When our head used to hurt a lot she would pull our hair until the loud crack and then we would feel much better. Never tried to find a medical reason for it. Also there are the classic egg rub around the body while praying or the newspaper rub that had to be burned right afterwards. All these were done on me so many times that reading about it now makes me laugh... they worked everytime and I wont try to find an explanation... kinda like if it ain't broke then don't fix it... placebo or not, it always worked and I'm glad by that. :)

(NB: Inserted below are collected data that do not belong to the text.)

use crate::reports;
use clap::Args;
use evoforge::config::Config;
use evoforge::error::{EvoError, EvoResult};
use evoforge::policy::SlicingMethod;
use evoforge::scheduler::{build_scheduler, MeritWeight};
use evoforge::settings::RunSettings;
use std::fs;
use std::path::Path;
use std::sync::Arc;
use tracing::info;

#[derive(Args, Debug, Clone)]
pub struct ScheduleArgs {
    #[command(flatten)]
    pub config: Config,

    /// Merit per slot, as a JSON array or a one-column CSV. Defaults to
    /// `1..=world_size`.
    #[arg(short = 'w', long)]
    pub merits: Option<String>,

    #[arg(short = 'd', long, default_value_t = 100_000)]
    pub draws: usize,

    /// Rows shown in the frequency table.
    #[arg(long, default_value_t = 20)]
    pub top: usize,
}

pub struct SlotFrequency {
    pub slot: usize,
    pub merit: f64,
    pub expected: f64,
    pub observed: f64,
}

fn load_merits(path: &str) -> EvoResult<Vec<f64>> {
    if Path::new(path)
        .extension()
        .is_some_and(|ext| ext.eq_ignore_ascii_case("json"))
    {
        let content = fs::read_to_string(path)?;
        return Ok(serde_json::from_str(&content)?);
    }

    let mut rdr = csv::ReaderBuilder::new()
        .has_headers(false)
        .from_path(path)?;
    let mut merits = Vec::new();
    for (line, record) in rdr.records().enumerate() {
        let record = record?;
        let field = record.get(0).unwrap_or("").trim();
        let merit = field.parse::<f64>().map_err(|_| {
            EvoError::Config(format!("line {}: '{}' is not a number", line + 1, field))
        })?;
        merits.push(merit);
    }
    Ok(merits)
}

/// Long-run share of draws each slot should get under `settings`.
pub fn expected_frequencies(settings: &RunSettings, merits: &[f64]) -> Vec<f64> {
    let n = merits.len();
    let mut expected = vec![0.0; n];

    match settings.slicing_method {
        SlicingMethod::Constant => {
            let active: Vec<usize> = (0..n).filter(|&i| merits[i] > 0.0).collect();
            if active.is_empty() {
                expected[0] = 1.0;
            } else {
                let share = 1.0 / active.len() as f64;
                active.into_iter().for_each(|i| expected[i] = share);
            }
        }
        SlicingMethod::Probabilistic | SlicingMethod::DemeProbabilistic => {
            let num_demes = if settings.slicing_method == SlicingMethod::Probabilistic {
                1
            } else {
                settings.num_demes
            };
            let deme_size = n / num_demes;
            let weights: Vec<f64> = merits
                .iter()
                .map(|&m| settings.weight_transform.weight(m))
                .collect();

            for (deme, chunk) in weights.chunks(deme_size).enumerate() {
                let start = deme * deme_size;
                let total: f64 = chunk.iter().sum();
                if total > 0.0 {
                    for (i, w) in chunk.iter().enumerate() {
                        expected[start + i] = w / total / num_demes as f64;
                    }
                } else {
                    expected[start] = 1.0 / num_demes as f64;
                }
            }
        }
    }
    expected
}

pub fn run(args: ScheduleArgs, settings: Arc<RunSettings>) -> EvoResult<()> {
    let merits = match &args.merits {
        Some(path) => {
            info!("⚖️  Loading merits from: {}", path);
            load_merits(path)?
        }
        None => (1..=settings.world_size).map(|m| m as f64).collect(),
    };

    let mut settings = (*settings).clone();
    settings.world_size = merits.len();
    settings.validate()?;

    let mut schedule = build_scheduler(&settings)?;
    for (slot, &merit) in merits.iter().enumerate() {
        let deme = schedule.deme_of(slot);
        schedule.adjust(slot, merit, deme)?;
    }

    info!("🎲 Drawing {} slots", args.draws);
    let mut counts = vec![0usize; merits.len()];
    for _ in 0..args.draws {
        counts[schedule.next_slot()] += 1;
    }

    let expected = expected_frequencies(&settings, &merits);
    let draws = args.draws.max(1) as f64;
    let mut rows: Vec<SlotFrequency> = merits
        .iter()
        .enumerate()
        .map(|(slot, &merit)| SlotFrequency {
            slot,
            merit,
            expected: expected[slot],
            observed: counts[slot] as f64 / draws,
        })
        .collect();

    rows.sort_by(|a, b| b.expected.total_cmp(&a.expected).then(a.slot.cmp(&b.slot)));
    rows.truncate(args.top);

    reports::print_schedule_report(&settings, args.draws, &rows);
    Ok(())
}
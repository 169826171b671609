use super::transform::MeritWeight;
use super::weighted_index::WeightedIndex;
use super::Schedule;
use crate::error::{EvoError, EvoResult};
use crate::policy::WeightTransform;
use fastrand::Rng;
use tracing::debug;

/// Merit-proportional scheduling inside each deme, round-robin across demes.
///
/// Every deme owns one [`WeightedIndex`] over its local slots. Each call to
/// [`next_slot`](Schedule::next_slot) moves to the next deme before drawing,
/// so over any `num_demes` consecutive calls every deme is the source
/// exactly once, whatever its organisms' merits.
pub struct DemeScheduler<W: MeritWeight = WeightTransform> {
    num_demes: usize,
    deme_size: usize,
    charts: Vec<WeightedIndex>,
    curr_deme: usize,
    rng: Rng,
    weight: W,
}

impl DemeScheduler<WeightTransform> {
    pub fn with_identity(num_slots: usize, num_demes: usize, seed: u64) -> EvoResult<Self> {
        Self::new(num_slots, num_demes, seed, WeightTransform::Identity)
    }
}

impl<W: MeritWeight> DemeScheduler<W> {
    pub fn new(num_slots: usize, num_demes: usize, seed: u64, weight: W) -> EvoResult<Self> {
        if num_demes == 0 {
            return Err(EvoError::Config("number of demes must be positive".into()));
        }
        if num_slots == 0 || num_slots % num_demes != 0 {
            return Err(EvoError::Config(format!(
                "{} slots cannot be split into {} equal demes",
                num_slots, num_demes
            )));
        }

        let deme_size = num_slots / num_demes;
        debug!(
            "Deme scheduler: {} demes x {} slots, seed {}",
            num_demes, deme_size, seed
        );

        Ok(Self {
            num_demes,
            deme_size,
            charts: (0..num_demes).map(|_| WeightedIndex::new(deme_size)).collect(),
            // First call lands on deme 0.
            curr_deme: num_demes - 1,
            rng: Rng::with_seed(seed),
            weight,
        })
    }

    #[inline(always)]
    pub fn num_demes(&self) -> usize {
        self.num_demes
    }

    #[inline(always)]
    pub fn deme_size(&self) -> usize {
        self.deme_size
    }

    /// Deme that will be drawn from on the next call.
    pub fn upcoming_deme(&self) -> usize {
        (self.curr_deme + 1) % self.num_demes
    }

    /// Current weight stored for `slot`.
    pub fn slot_weight(&self, slot: usize) -> EvoResult<f64> {
        let deme = slot / self.deme_size;
        match self.charts.get(deme) {
            Some(chart) => chart.weight(slot % self.deme_size),
            None => Err(EvoError::Range {
                index: slot,
                size: self.num_slots(),
            }),
        }
    }

    pub fn deme_total(&self, deme: usize) -> Option<f64> {
        self.charts.get(deme).map(WeightedIndex::total)
    }
}

impl<W: MeritWeight> Schedule for DemeScheduler<W> {
    fn adjust(&mut self, slot: usize, merit: f64, deme: usize) -> EvoResult<()> {
        if deme >= self.num_demes || slot / self.deme_size != deme {
            return Err(EvoError::InvalidSlot { slot, deme });
        }
        let weight = self.weight.weight(merit);
        self.charts[deme].adjust(slot % self.deme_size, weight)
    }

    fn next_slot(&mut self) -> usize {
        self.curr_deme = (self.curr_deme + 1) % self.num_demes;
        let local = self.charts[self.curr_deme].draw(&mut self.rng);
        self.curr_deme * self.deme_size + local
    }

    fn num_slots(&self) -> usize {
        self.num_demes * self.deme_size
    }

    fn deme_of(&self, slot: usize) -> usize {
        slot / self.deme_size
    }
}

Your article is funny. But I felt like it was a bit offensive to the Peruvian culture. I think that if you choose to go to Peru, you need to accept and embrace their living style rather than criticize it and compare it to the American culture, which is obviously very different and I'm sure it's one of the reasons why you decided to go there in the first place. Best,
Merly
I read your articule which i found very funny a.d nothing offensive at all. It remInded me when i was in high school (i studied in LimA) and if some of our friends had a bad headache, inmediately there was always one who volunteer to help with "the chucaque" method and it always worked out!. I never heard about the story about "the spirits" though. What i know is that even doctors in Peru use this technique.
Just listened to my b.f. talking (from here in Buenos Aires) to his mother in Peru. She ate too much yuca and has a stomach ache, but her sister-in-law is on her way over to give her the chucaque treatment! Here in Argentina if you have back pain they roll sticks of yellow chalk along your back, pressing hard, and each time that one breaks they say that it's the sound of "sacando el frio" -- taking out the cold -- from your back. They even sell these things in drug stores!
I was born and raised in Peru though I have lived half my life in the U.S. now, I am a physician and nonetheless I have never been able to explain how or why but the whole Chucaque thing worked... so funny to learn it wasn't just my grandma and mom! And yes, it had to do with being "ashamed" or "embarrassed" about something... good memories! ThanKS for sharing!!